▶ Problem
Copy out exactly the lines from the start of the data to the line containing "let intercept = design.has_intercept();". Include both.

*****

impl OlsFit {
    /// Fit a prebuilt design.
    pub fn from_design(design: &DesignMatrix) -> Result<Self> {
        let ls = least_squares(design.x(), design.y(), design.labels())?;
        let n = design.n_rows();
        let p = design.n_cols();
        let df_residual = n - p;
        let df = df_residual as f64;

        let y: Vec<f64> = design.y().iter().copied().collect();
        let intercept = design.has_intercept();
        let tss = if intercept { math::centered_ss(&y) } else { y.iter().map(|v| v * v).sum() };
        let rss = ls.rss;
        let sigma2 = rss / df;

        let cov_unscaled = &ls.r_inv * ls.r_inv.transpose();
        let coefficients: Vec<f64> = ls.beta.iter().copied().collect();
        let std_errors: Vec<f64> =
            (0..p).map(|j| (sigma2 * cov_unscaled[(j, j)]).sqrt()).collect();
        let t_values: Vec<f64> =
            coefficients.iter().zip(&std_errors).map(|(b, se)| b / se).collect();
        let p_values =
            t_values.iter().map(|&t| student_t::two_sided_p(t, df)).collect::<Result<Vec<_>>>()?;

        let r_squared = if tss > 0.0 { 1.0 - rss / tss } else { f64::NAN };
        let n_f = n as f64;
        let adj_r_squared = if intercept {
            1.0 - (1.0 - r_squared) * (n_f - 1.0) / df
        } else {
            1.0 - (1.0 - r_squared) * n_f / df
        };

        let df_model = p - usize::from(intercept);
        let (f_statistic, f_p_value) = if df_model == 0 || sigma2 <= 0.0 {
            (f64::NAN, f64::NAN)
        } else {
            let f = ((tss - rss) / df_model as f64) / sigma2;
            (f, fisher::sf(f, df_model as f64, df)?)
        };

        let log_likelihood =
            -0.5 * n_f * ((2.0 * std::f64::consts::PI).ln() + (rss / n_f).ln() + 1.0);
        let k = (p + 1) as f64;
        let aic = -2.0 * log_likelihood + 2.0 * k;
        let bic = -2.0 * log_likelihood + n_f.ln() * k;

        let mut fit = Self {
            formula: design.spec().to_string(),
            spec: design.spec().clone(),
            labels: design.labels().to_vec(),
            coefficients,
            std_errors,
            t_values,
            p_values,
            conf_intervals: Vec::new(),
            fitted: ls.fitted.iter().copied().collect(),
            residuals: ls.residuals.iter().copied().collect(),
            leverage: ls.leverage,
            n_obs: n,
            n_params: p,
            df_residual,
            rss,
            tss,
            r_squared,
            adj_r_squared,
            sigma: sigma2.sqrt(),
            f_statistic,
            f_p_value,
            log_likelihood,
            aic,
            bic,
            condition_number: ls.condition_number,
            cov_unscaled,
            response: y,
            design: design.x().clone(),
        };
        fit.conf_intervals = fit.confint(0.95)?;
        Ok(fit)
    }

    /// Confidence intervals `β̂ ± t_{(1+level)/2, n-p} · se` at `level`.
    pub fn confint(&self, level: f64) -> Result<Vec<Interval>> {
        let crit = student_t::critical_value(level, self.df_residual as f64)?;
        Ok(self
            .coefficients
            .iter()
            .zip(&self.std_errors)
            .map(|(b, se)| Interval::new(b - crit * se, b + crit * se, level))
            .collect())
    }

    /// Estimated coefficient covariance `σ̂² (XᵀX)⁻¹`.
    pub fn covariance(&self) -> DMatrix<f64> {
        &self.cov_unscaled * (self.sigma * self.sigma)
    }

    /// Coefficient by design-column label.
    pub fn coefficient(&self, label: &str) -> Option<f64> {
        self.labels.iter().position(|l| l == label).map(|j| self.coefficients[j])
    }

    /// Fitted means for the rows of another frame with the same columns.
    ///
    /// The new frame must expand to exactly the same design columns (same
    /// categorical levels) as the frame the model was fitted on.
    pub fn predict(&self, frame: &DataFrame) -> Result<Vec<f64>> {
        let pred = build_predictors(frame, &self.spec)?;
        if pred.labels != self.labels {
            return Err(Error::Validation(format!(
                "new data expands to columns {:?}, model has {:?}",
                pred.labels, self.labels
            )));
        }
        let beta = DVector::from_column_slice(&self.coefficients);
        Ok((pred.x * beta).iter().copied().collect())
    }

    /// Whether both fits used the same outcome values and every design
    /// column of `self` appears, with identical values, in `other`.
    pub(crate) fn columns_within(&self, other: &OlsFit) -> bool {
        if self.response != other.response || self.design.nrows() != other.design.nrows() {
            return false;
        }
        self.labels.iter().enumerate().all(|(j, label)| {
            other
                .labels
                .iter()
                .position(|l| l == label)
                .is_some_and(|k| self.design.column(j) == other.design.column(k))
        })
    }

    /// Number of non-intercept coefficients.
    pub fn n_predictors(&self) -> usize {
        self.n_params - usize::from(self.spec.intercept)
    }
}

impl CoefficientTable for OlsFit {
    fn coefficient_names(&self) -> Vec<String> {
        self.labels.clone()
    }

    fn point_estimates(&self) -> Vec<f64> {
        self.coefficients.clone()
    }

    fn spreads(&self) -> Vec<f64> {
        self.std_errors.clone()
    }

    fn intervals(&self) -> Vec<Interval> {
        self.conf_intervals.clone()
    }
}

#[cfg(test)]
mod tests {
    use super::*;
    use approx::assert_relative_eq;
    use sv_data::Column;

    fn frame() -> DataFrame {
        DataFrame::new()
            .with_column("y", Column::numeric(vec![3.0, 5.0, 4.0, 8.0, 9.0, 7.0]))
            .unwrap()
            .with_column("x", Column::integer(vec![1, 2, 3, 4, 5, 6]))
            .unwrap()
    }

    #[test]
    fn test_simple_regression_matches_closed_form() {
        let fit = fit_ols(&frame(), &"y ~ x".parse().unwrap()).unwrap();
        assert_eq!(fit.labels, vec!["(Intercept)", "x"]);
        assert_relative_eq!(fit.coefficients[0], 2.4, epsilon = 1e-10);
        assert_relative_eq!(fit.coefficients[1], 1.0285714285714285, epsilon = 1e-10);
        assert_relative_eq!(fit.std_errors[0], 1.4336101615286128, epsilon = 1e-9);
        assert_relative_eq!(fit.std_errors[1], 0.3681171064778607, epsilon = 1e-9);
        assert_relative_eq!(fit.rss, 9.485714285714288, epsilon = 1e-9);
        assert_relative_eq!(fit.tss, 28.0, epsilon = 1e-12);
        assert_relative_eq!(fit.r_squared, 0.6612244897959183, epsilon = 1e-10);
        assert_relative_eq!(fit.adj_r_squared, 0.5765306122448979, epsilon = 1e-10);
        assert_relative_eq!(fit.f_statistic, 7.807228915662648, epsilon = 1e-8);
        assert_relative_eq!(fit.log_likelihood, -9.887713513825096, epsilon = 1e-9);
        assert_relative_eq!(fit.aic, 25.775427027650192, epsilon = 1e-8);
        assert_relative_eq!(fit.bic, 25.15070543533436, epsilon = 1e-8);
        assert_eq!(fit.df_residual, 4);
        assert_eq!(fit.n_predictors(), 1);
    }

    #[test]
    fn test_slope_p_value_matches_model_f() {
        let fit = fit_ols(&frame(), &"y ~ x".parse().unwrap()).unwrap();
        assert_relative_eq!(fit.p_values[1], fit.f_p_value, epsilon = 1e-10);
        assert!((fit.p_values[1] - 0.0491).abs() < 5e-4, "p = {}", fit.p_values[1]);
        assert!(fit.conf_intervals[1].excludes_zero());
    }

    #[test]
    fn test_leverage_sums_to_p() {
        let fit = fit_ols(&frame(), &"y ~ x".parse().unwrap()).unwrap();
        assert_relative_eq!(fit.leverage.iter().sum::<f64>(), 2.0, epsilon = 1e-10);
        assert_relative_eq!(fit.leverage[0], 0.5238095238095238, epsilon = 1e-10);
    }

    #[test]
    fn test_confint_levels_nest() {
        let fit = fit_ols(&frame(), &"y ~ x".parse().unwrap()).unwrap();
        let ci90 = fit.confint(0.90).unwrap();
        let ci99 = fit.confint(0.99).unwrap();
        for j in 0..2 {
            assert!(ci90[j].width() < fit.conf_intervals[j].width());
            assert!(fit.conf_intervals[j].width() < ci99[j].width());
        }
        let cov = fit.covariance();
        assert_relative_eq!(cov[(1, 1)].sqrt(), fit.std_errors[1], epsilon = 1e-12);
    }

    #[test]
    fn test_predict_reproduces_fitted() {
        let df = frame();
        let fit = fit_ols(&df, &"y ~ x".parse().unwrap()).unwrap();
        let pred = fit.predict(&df).unwrap();
        for (a, b) in pred.iter().zip(&fit.fitted) {
            assert_relative_eq!(a, b, epsilon = 1e-10);
        }
        let new = DataFrame::new().with_column("x", Column::integer(vec![10])).unwrap();
        let p = fit.predict(&new).unwrap();
        assert_relative_eq!(p[0], 2.4 + 10.0 * 1.0285714285714285, epsilon = 1e-9);
    }

    #[test]
    fn test_no_intercept_uses_raw_tss() {
        let fit = fit_ols(&frame(), &"y ~ 0 + x".parse().unwrap()).unwrap();
        let ys = [3.0, 5.0, 4.0, 8.0, 9.0, 7.0_f64];
        assert_relative_eq!(fit.tss, ys.iter().map(|v| v * v).sum::<f64>(), epsilon = 1e-12);
        assert_eq!(fit.n_params, 1);
        assert_eq!(fit.df_residual, 5);
        assert!(fit.f_statistic.is_finite());
    }

    #[test]
    fn test_rank_deficient_design_names_column() {
        let df = frame().with_column("x2", Column::integer(vec![2, 4, 6, 8, 10, 12])).unwrap();
        let err = fit_ols(&df, &"y ~ x + x2".parse().unwrap()).unwrap_err();
        assert!(matches!(err, Error::Computation(_)));
        assert!(err.to_string().contains("x2"), "{}", err);
    }

    #[test]
    fn test_needs_more_rows_than_columns() {
        let df = DataFrame::new()
            .with_column("y", Column::numeric(vec![1.0, 2.0]))
            .unwrap()
            .with_column("x", Column::numeric(vec![0.5, 0.7]))
            .unwrap();
        let err = fit_ols(&df, &"y ~ x".parse().unwrap()).unwrap_err();
        assert!(matches!(err, Error::Validation(_)));
    }

    #[test]
    fn test_json_omits_internal_matrices() {
        let fit = fit_ols(&frame(), &"y ~ 1".parse().unwrap()).unwrap();
        let json = serde_json::to_value(&fit).unwrap();
        let obj = json.as_object().unwrap();
        assert_eq!(json["labels"], serde_json::json!(["(Intercept)"]));
        assert_eq!(json["n_params"], 1);
        // No slopes, so no overall F; NaN is written as null.
        assert!(json["f_statistic"].is_null());
        for key in ["cov_unscaled", "response", "design"] {
            assert!(!obj.contains_key(key), "{key} leaked into JSON");
        }
        assert_eq!(json["conf_intervals"].as_array().unwrap().len(), 1);
    }

    #[test]
    fn test_coefficient_table() {
        let fit = fit_ols(&frame(), &"y ~ x".parse().unwrap()).unwrap();
        assert_eq!(fit.coefficient_index("x"), Some(1));
        let rows = fit.estimates();
        assert_eq!(rows.len(), 2);
        assert_relative_eq!(rows[1].spread, fit.std_errors[1]);
        assert_eq!(fit.coefficient("x"), Some(fit.coefficients[1]));
    }
}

*****

▶ Written answer
impl OlsFit {
    /// Fit a prebuilt design.
    pub fn from_design(design: &DesignMatrix) -> Result<Self> {
        let ls = least_squares(design.x(), design.y(), design.labels())?;
        let n = design.n_rows();
        let p = design.n_cols();
        let df_residual = n - p;
        let df = df_residual as f64;

        let y: Vec<f64> = design.y().iter().copied().collect();
        let intercept = design.has_intercept();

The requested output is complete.